● YOUR OBJECTIVE
Copy out all lines in the material below that contain the string "StreamKind".

● SUPPLIED ENTRIES
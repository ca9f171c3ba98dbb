//! Object streams / 对象流
//!
//! [`RawStream`] issues one driver call per operation, [`BufferedStream`]
//! splits transfers into fixed-size chunks run on a bounded worker pool.
//! Both implement [`ObjectIo`].

use std::io::SeekFrom;

use async_trait::async_trait;
use bytes::Bytes;

use crate::error::Result;
use crate::storage::{BlobKind, DriverConfig};

pub mod base;
pub mod buffered;
pub mod pool;
pub mod raw;

pub use base::{Memoized, ObjectTarget, OpenMode, StreamBase};
pub use buffered::{BufferedOptions, BufferedStream};
pub use pool::WorkerPool;
pub use raw::RawStream;

/// Boxed stream returned by [`Registry::open`](crate::storage::Registry::open)
pub type ObjectStream = Box<dyn ObjectIo>;

/// File-like stream over a stored object / 对象流接口
#[async_trait]
pub trait ObjectIo: Send {
    fn base(&self) -> &StreamBase;

    fn name(&self) -> &str {
        self.base().name()
    }

    fn mode(&self) -> OpenMode {
        self.base().mode()
    }

    fn readable(&self) -> bool {
        self.base().readable()
    }

    fn writable(&self) -> bool {
        self.base().writable()
    }

    fn seekable(&self) -> bool {
        self.base().seekable()
    }

    fn closed(&self) -> bool {
        self.base().closed()
    }

    fn tell(&self) -> Result<u64> {
        self.base().tell()
    }

    /// Up to `size` bytes, or everything to the end of the object
    async fn read(&mut self, size: Option<usize>) -> Result<Bytes>;

    /// Fill `buf` from the current position; fewer bytes near the end, 0 at EOF
    async fn readinto(&mut self, buf: &mut [u8]) -> Result<usize>;

    /// Bytes at the current position without moving it
    async fn peek(&mut self, size: usize) -> Result<Bytes>;

    async fn write(&mut self, data: &[u8]) -> Result<usize>;

    async fn seek(&mut self, pos: SeekFrom) -> Result<u64>;

    async fn flush(&mut self) -> Result<()>;

    /// Flush pending data and release the stream; calling it again is a no-op
    async fn close(&mut self) -> Result<()>;
}

/// Stream implementation to open / 流类型
#[derive(Debug, Clone, Copy, Default, PartialEq, Eq)]
pub enum StreamKind {
    Raw,
    #[default]
    Buffered,
}

/// Options of [`Registry::open`](crate::storage::Registry::open) / 打开选项
///
/// Unset engine settings fall back to the registry's
/// [`EngineConfig`](crate::config::EngineConfig).
#[derive(Debug, Clone)]
pub struct OpenOptions {
    pub mode: String,
    pub kind: StreamKind,
    pub buffer_size: Option<usize>,
    pub max_buffers: Option<usize>,
    pub max_workers: Option<usize>,
    pub blob_kind: Option<BlobKind>,
    /// Per-call driver configuration, merged over the mounted one
    pub config: Option<DriverConfig>,
}

impl Default for OpenOptions {
    fn default() -> Self {
        Self::new("rb")
    }
}

impl OpenOptions {
    pub fn new(mode: impl Into<String>) -> Self {
        Self {
            mode: mode.into(),
            kind: StreamKind::default(),
            buffer_size: None,
            max_buffers: None,
            max_workers: None,
            blob_kind: None,
            config: None,
        }
    }

    pub fn read() -> Self {
        Self::new("rb")
    }

    pub fn write() -> Self {
        Self::new("wb")
    }

    pub fn append() -> Self {
        Self::new("ab")
    }

    pub fn raw(mut self) -> Self {
        self.kind = StreamKind::Raw;
        self
    }

    pub fn buffer_size(mut self, size: usize) -> Self {
        self.buffer_size = Some(size);
        self
    }

    pub fn max_buffers(mut self, count: usize) -> Self {
        self.max_buffers = Some(count);
        self
    }

    pub fn max_workers(mut self, count: usize) -> Self {
        self.max_workers = Some(count);
        self
    }

    pub fn blob_kind(mut self, kind: BlobKind) -> Self {
        self.blob_kind = Some(kind);
        self
    }

    pub fn config(mut self, config: DriverConfig) -> Self {
        self.config = Some(config);
        self
    }
}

● SOLVED PROBLEM
pub enum StreamKind {
    pub kind: StreamKind,
            kind: StreamKind::default(),
        self.kind = StreamKind::Raw;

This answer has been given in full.